→ Aim of the task
Count the lines below that contain the word "within", and give only that number.

→ Supplied data
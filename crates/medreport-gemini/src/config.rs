//! Public configuration for the Gemini client.

use std::time::Duration;

/// Model used for report analysis and term explanations.
pub const DEFAULT_TEXT_MODEL: &str = "gemini-2.5-flash";

/// Model used for speech synthesis.
pub const DEFAULT_SPEECH_MODEL: &str = "gemini-2.5-flash-preview-tts";

/// Prebuilt voice used for speech synthesis.
pub const DEFAULT_VOICE: &str = "Kore";

/// Configuration for the Gemini client.
///
/// Use the builder pattern methods to customize the client configuration.
///
/// # Example
///
/// ```
/// use medreport_gemini::GeminiConfig;
/// use std::time::Duration;
///
/// let config = GeminiConfig::new()
///     .with_api_key("secret")
///     .with_timeout(Duration::from_secs(60));
/// ```
#[derive(Debug, Clone)]
pub struct GeminiConfig {
    /// Base URL of the Generative Language API
    pub(crate) base_url: String,
    /// API key sent with every request
    pub(crate) api_key: Option<String>,
    /// Model for analysis and explanations
    pub(crate) text_model: String,
    /// Model for speech synthesis
    pub(crate) speech_model: String,
    /// Prebuilt voice name
    pub(crate) voice: String,
    /// Sampling temperature for report analysis
    pub(crate) analysis_temperature: f64,
    /// Sampling temperature for term explanations
    pub(crate) explanation_temperature: f64,
    /// User agent string for HTTP requests
    pub(crate) user_agent: String,
    /// Request timeout
    pub(crate) timeout: Duration,
}

impl Default for GeminiConfig {
    fn default() -> Self {
        Self {
            base_url: "https://generativelanguage.googleapis.com/v1beta".to_string(),
            api_key: None,
            text_model: DEFAULT_TEXT_MODEL.to_string(),
            speech_model: DEFAULT_SPEECH_MODEL.to_string(),
            voice: DEFAULT_VOICE.to_string(),
            analysis_temperature: 0.4,
            explanation_temperature: 0.7,
            user_agent: concat!("medreport-gemini/", env!("CARGO_PKG_VERSION")).to_string(),
            timeout: Duration::from_secs(120),
        }
    }
}

impl GeminiConfig {
    /// Create a new configuration with default settings.
    #[must_use]
    pub fn new() -> Self {
        Self::default()
    }

    /// Set the base URL of the API.
    ///
    /// Defaults to `https://generativelanguage.googleapis.com/v1beta`.
    #[must_use]
    pub fn with_base_url(mut self, url: impl Into<String>) -> Self {
        self.base_url = url.into();
        self
    }

    #[must_use]
    pub fn with_api_key(mut self, key: impl Into<String>) -> Self {
        self.api_key = Some(key.into());
        self
    }

    /// Set an optional API key.
    #[must_use]
    pub fn with_optional_api_key(mut self, key: Option<String>) -> Self {
        self.api_key = key;
        self
    }

    /// Model used for analysis and explanations.
    #[must_use]
    pub fn with_text_model(mut self, model: impl Into<String>) -> Self {
        self.text_model = model.into();
        self
    }

    /// Model used for speech synthesis.
    #[must_use]
    pub fn with_speech_model(mut self, model: impl Into<String>) -> Self {
        self.speech_model = model.into();
        self
    }

    #[must_use]
    pub fn with_voice(mut self, voice: impl Into<String>) -> Self {
        self.voice = voice.into();
        self
    }

    /// Set the user agent string for HTTP requests.
    #[must_use]
    pub fn with_user_agent(mut self, user_agent: impl Into<String>) -> Self {
        self.user_agent = user_agent.into();
        self
    }

    /// Set the request timeout.
    ///
    /// Defaults to 120 seconds; analysing a photographed report is slow.
    #[must_use]
    pub const fn with_timeout(mut self, timeout: Duration) -> Self {
        self.timeout = timeout;
        self
    }

    /// The API key, if one is configured.
    #[must_use]
    pub fn api_key(&self) -> Option<&str> {
        self.api_key.as_deref()
    }
}
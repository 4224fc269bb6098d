//! Playback error types.

use medreport_core::ServiceError;

/// Shown to the user for any playback failure.
pub const PLAYBACK_FAILED_MESSAGE: &str = "语音播放失败，请稍后重试";

/// Reasons a speech payload cannot be decoded.
#[derive(Debug, thiserror::Error)]
pub enum MalformedAudioError {
    /// The payload is not valid base64.
    #[error("payload is not valid base64: {0}")]
    InvalidBase64(#[from] base64::DecodeError),

    /// The byte count does not split into whole 16-bit samples.
    #[error("byte length {0} is not a whole number of 16-bit samples")]
    OddByteLength(usize),

    /// The sample count does not split into whole frames.
    #[error("{samples} samples do not divide into frames of {channels} channels")]
    PartialFrame { samples: usize, channels: u16 },

    /// Channel count of zero.
    #[error("channel count must be positive")]
    ZeroChannels,

    /// Sample rate of zero.
    #[error("sample rate must be positive")]
    ZeroSampleRate,
}

/// Errors that can occur while fetching, decoding, or playing speech.
#[derive(Debug, thiserror::Error)]
pub enum PlaybackError {
    /// The speech payload could not be decoded.
    #[error("Malformed audio: {0}")]
    MalformedAudio(#[from] MalformedAudioError),

    /// The speech service call failed.
    #[error("Speech fetch failed: {0}")]
    Fetch(#[from] ServiceError),

    /// The output context could not be created, resumed, or started.
    #[error("Audio output unavailable: {0}")]
    HardwareUnavailable(String),

    /// The source had already finished or been stopped.
    #[error("Audio source already ended")]
    SourceEnded,

    /// The dedicated audio thread exited unexpectedly.
    #[error("Audio thread died unexpectedly")]
    AudioThreadDied,

    /// The controller was torn down.
    #[error("Playback controller has been disposed")]
    Disposed,
}

impl PlaybackError {
    /// The message shown to the user.
    ///
    /// All playback failures share one generic message; the detail only goes
    /// to the logs.
    #[must_use]
    pub const fn user_message(&self) -> &'static str {
        PLAYBACK_FAILED_MESSAGE
    }
}

#[cfg(test)]
mod tests {
    use super::*;

    #[test]
    fn malformed_audio_wraps_reason() {
        let err: PlaybackError = MalformedAudioError::OddByteLength(3).into();
        assert!(matches!(
            err,
            PlaybackError::MalformedAudio(MalformedAudioError::OddByteLength(3))
        ));
        assert!(err.to_string().contains("16-bit"));
    }

    #[test]
    fn service_errors_become_fetch_failures() {
        let err: PlaybackError = ServiceError::Speech("No audio data returned".into()).into();
        assert!(matches!(err, PlaybackError::Fetch(_)));
        assert_eq!(err.user_message(), PLAYBACK_FAILED_MESSAGE);
    }
}
//! Medical terminology explanation port.

use async_trait::async_trait;

use super::ServiceError;

/// Returned instead of an empty explanation.
pub const EXPLANATION_FALLBACK: &str = "抱歉，我暂时无法解释这个词，请换个词试试。";

/// Explains a single medical term in plain language.
#[async_trait]
pub trait TermExplainer: Send + Sync {
    /// Explain `term` in a few friendly sentences.
    ///
    /// Fails with [`ServiceError::Explanation`].
    async fn explain_term(&self, term: &str) -> Result<String, ServiceError>;
}
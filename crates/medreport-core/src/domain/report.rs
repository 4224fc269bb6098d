//! Report analysis domain types.
//!
//! These mirror the JSON document the analysis service is asked to return,
//! so field names serialize in camelCase.

use serde::{Deserialize, Serialize};

/// The interpreted content of one medical report.
#[derive(Debug, Clone, PartialEq, Eq, Serialize, Deserialize)]
#[serde(rename_all = "camelCase")]
pub struct AnalysisResult {
    /// Short, warm narrative of the overall condition.
    pub summary: String,
    /// Overall score, nominally 0-100.
    pub health_score: i32,
    /// Individual findings.
    #[serde(default)]
    pub indicators: Vec<Indicator>,
    /// Recommended next steps.
    #[serde(default)]
    pub action_plan: Vec<ActionItem>,
}

impl AnalysisResult {
    /// Health score clamped to the 0-100 range.
    #[must_use]
    pub fn clamped_score(&self) -> u8 {
        // clamp guarantees the value fits
        u8::try_from(self.health_score.clamp(0, 100)).unwrap_or(0)
    }

    /// Indicators whose status is not normal, critical first.
    #[must_use]
    pub fn attention_indicators(&self) -> Vec<&Indicator> {
        let mut flagged: Vec<&Indicator> = self
            .indicators
            .iter()
            .filter(|i| i.status.needs_attention())
            .collect();
        flagged.sort_by_key(|i| std::cmp::Reverse(i.status.severity()));
        flagged
    }

    /// Indicators within the normal range.
    #[must_use]
    pub fn normal_indicators(&self) -> Vec<&Indicator> {
        self.indicators
            .iter()
            .filter(|i| !i.status.needs_attention())
            .collect()
    }

    /// Action items ordered high priority first, preserving order within a priority.
    #[must_use]
    pub fn prioritized_actions(&self) -> Vec<&ActionItem> {
        let mut actions: Vec<&ActionItem> = self.action_plan.iter().collect();
        actions.sort_by_key(|a| a.priority.rank());
        actions
    }

    /// True when the service found nothing to report (e.g. the image was not a report).
    #[must_use]
    pub fn is_empty(&self) -> bool {
        self.indicators.is_empty() && self.action_plan.is_empty()
    }
}

/// A single finding from the report.
#[derive(Debug, Clone, PartialEq, Eq, Serialize, Deserialize)]
#[serde(rename_all = "camelCase")]
pub struct Indicator {
    /// Original medical term as printed on the report.
    pub name: String,
    /// Value found on the report.
    pub value: String,
    pub status: IndicatorStatus,
    /// Everyday-life metaphor for the term.
    pub metaphor: String,
    /// What the result means for the patient.
    pub explanation: String,
}

/// Classification of an indicator.
///
/// Unknown values from the service are read as [`IndicatorStatus::Normal`].
#[derive(Debug, Clone, Copy, PartialEq, Eq, Hash, Serialize, Deserialize)]
#[serde(rename_all = "lowercase", from = "String")]
pub enum IndicatorStatus {
    Normal,
    Warning,
    Critical,
}

impl IndicatorStatus {
    /// Whether the finding should be shown before normal ones.
    #[must_use]
    pub const fn needs_attention(self) -> bool {
        !matches!(self, Self::Normal)
    }

    const fn severity(self) -> u8 {
        match self {
            Self::Normal => 0,
            Self::Warning => 1,
            Self::Critical => 2,
        }
    }

    #[must_use]
    pub const fn as_str(self) -> &'static str {
        match self {
            Self::Normal => "normal",
            Self::Warning => "warning",
            Self::Critical => "critical",
        }
    }
}

impl From<String> for IndicatorStatus {
    fn from(value: String) -> Self {
        match value.trim().to_ascii_lowercase().as_str() {
            "warning" => Self::Warning,
            "critical" => Self::Critical,
            _ => Self::Normal,
        }
    }
}

impl std::fmt::Display for IndicatorStatus {
    fn fmt(&self, f: &mut std::fmt::Formatter<'_>) -> std::fmt::Result {
        f.write_str(self.as_str())
    }
}

/// A recommended next step.
#[derive(Debug, Clone, PartialEq, Eq, Serialize, Deserialize)]
pub struct ActionItem {
    pub title: String,
    pub description: String,
    pub priority: ActionPriority,
}

/// Urgency of an action item. Unknown values are read as `Medium`.
#[derive(Debug, Clone, Copy, PartialEq, Eq, Hash, Serialize, Deserialize)]
#[serde(rename_all = "lowercase", from = "String")]
pub enum ActionPriority {
    High,
    Medium,
    Low,
}

impl ActionPriority {
    const fn rank(self) -> u8 {
        match self {
            Self::High => 0,
            Self::Medium => 1,
            Self::Low => 2,
        }
    }

    #[must_use]
    pub const fn as_str(self) -> &'static str {
        match self {
            Self::High => "high",
            Self::Medium => "medium",
            Self::Low => "low",
        }
    }
}

impl From<String> for ActionPriority {
    fn from(value: String) -> Self {
        match value.trim().to_ascii_lowercase().as_str() {
            "high" => Self::High,
            "low" => Self::Low,
            _ => Self::Medium,
        }
    }
}

impl std::fmt::Display for ActionPriority {
    fn fmt(&self, f: &mut std::fmt::Formatter<'_>) -> std::fmt::Result {
        f.write_str(self.as_str())
    }
}

/// The three steps of the guided result narrative.
#[derive(Debug, Clone, Copy, PartialEq, Eq, PartialOrd, Ord, Hash, Serialize, Deserialize)]
#[serde(rename_all = "lowercase")]
pub enum ResultStep {
    /// Health score and summary (the part that can be read aloud).
    Overview = 1,
    /// Indicator-by-indicator explanation.
    Details = 2,
    /// Action plan.
    Actions = 3,
}

impl ResultStep {
    /// All steps in presentation order.
    pub const ALL: [Self; 3] = [Self::Overview, Self::Details, Self::Actions];

    /// Step number, starting at 1.
    #[must_use]
    pub const fn number(self) -> u8 {
        self as u8
    }

    #[must_use]
    pub const fn next(self) -> Option<Self> {
        match self {
            Self::Overview => Some(Self::Details),
            Self::Details => Some(Self::Actions),
            Self::Actions => None,
        }
    }

    #[must_use]
    pub const fn previous(self) -> Option<Self> {
        match self {
            Self::Overview => None,
            Self::Details => Some(Self::Overview),
            Self::Actions => Some(Self::Details),
        }
    }

    /// Heading shown for the step.
    #[must_use]
    pub const fn title(self) -> &'static str {
        match self {
            Self::Overview => "身体状况小结",
            Self::Details => "重点指标解读",
            Self::Actions => "下一步怎么做？",
        }
    }
}

#[cfg(test)]
mod tests {
    use super::*;

    fn sample_result() -> AnalysisResult {
        serde_json::from_str(
            r#"{
                "summary": "您的身体状况总体良好，只是血压稍微有点高。",
                "healthScore": 85,
                "indicators": [
                    {"name": "ALT", "value": "30", "status": "normal",
                     "metaphor": "肝脏的清洁工", "explanation": "正常"},
                    {"name": "Systolic Blood Pressure", "value": "145", "status": "warning",
                     "metaphor": "水管里的水压", "explanation": "偏高"},
                    {"name": "Glucose", "value": "11.2", "status": "critical",
                     "metaphor": "血里的糖", "explanation": "明显偏高"}
                ],
                "actionPlan": [
                    {"title": "散步", "description": "晚饭后散步20分钟", "priority": "low"},
                    {"title": "复查血糖", "description": "一周内去医院", "priority": "high"}
                ]
            }"#,
        )
        .unwrap()
    }

    #[test]
    fn deserializes_camel_case_document() {
        let result = sample_result();
        assert_eq!(result.health_score, 85);
        assert_eq!(result.indicators.len(), 3);
        assert_eq!(result.indicators[1].status, IndicatorStatus::Warning);
        assert_eq!(result.action_plan[1].priority, ActionPriority::High);
    }

    #[test]
    fn attention_indicators_put_critical_first() {
        let result = sample_result();
        let flagged: Vec<&str> = result
            .attention_indicators()
            .iter()
            .map(|i| i.name.as_str())
            .collect();
        assert_eq!(flagged, ["Glucose", "Systolic Blood Pressure"]);
        assert_eq!(result.normal_indicators().len(), 1);
    }

    #[test]
    fn prioritized_actions_sorts_high_first() {
        let result = sample_result();
        let titles: Vec<&str> = result
            .prioritized_actions()
            .iter()
            .map(|a| a.title.as_str())
            .collect();
        assert_eq!(titles, ["复查血糖", "散步"]);
    }

    #[test]
    fn unknown_status_and_priority_fall_back() {
        let indicator: Indicator = serde_json::from_str(
            r#"{"name":"X","value":"1","status":"Borderline","metaphor":"","explanation":""}"#,
        )
        .unwrap();
        assert_eq!(indicator.status, IndicatorStatus::Normal);

        let action: ActionItem =
            serde_json::from_str(r#"{"title":"t","description":"d","priority":"urgent"}"#)
                .unwrap();
        assert_eq!(action.priority, ActionPriority::Medium);
    }

    #[test]
    fn missing_lists_default_to_empty() {
        let result: AnalysisResult =
            serde_json::from_str(r#"{"summary":"这不是医疗报告。","healthScore":0}"#).unwrap();
        assert!(result.is_empty());
    }

    #[test]
    fn clamped_score_stays_in_range() {
        let mut result = sample_result();
        result.health_score = 140;
        assert_eq!(result.clamped_score(), 100);
        result.health_score = -3;
        assert_eq!(result.clamped_score(), 0);
    }

    #[test]
    fn result_steps_navigate_in_order() {
        assert_eq!(ResultStep::Overview.next(), Some(ResultStep::Details));
        assert_eq!(ResultStep::Actions.next(), None);
        assert_eq!(ResultStep::Overview.previous(), None);
        assert_eq!(ResultStep::Actions.previous(), Some(ResultStep::Details));
        assert_eq!(ResultStep::Details.number(), 2);
    }

    #[test]
    fn status_serializes_lowercase() {
        let json = serde_json::to_string(&IndicatorStatus::Critical).unwrap();
        assert_eq!(json, "\"critical\"");
    }
}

→ Your response
2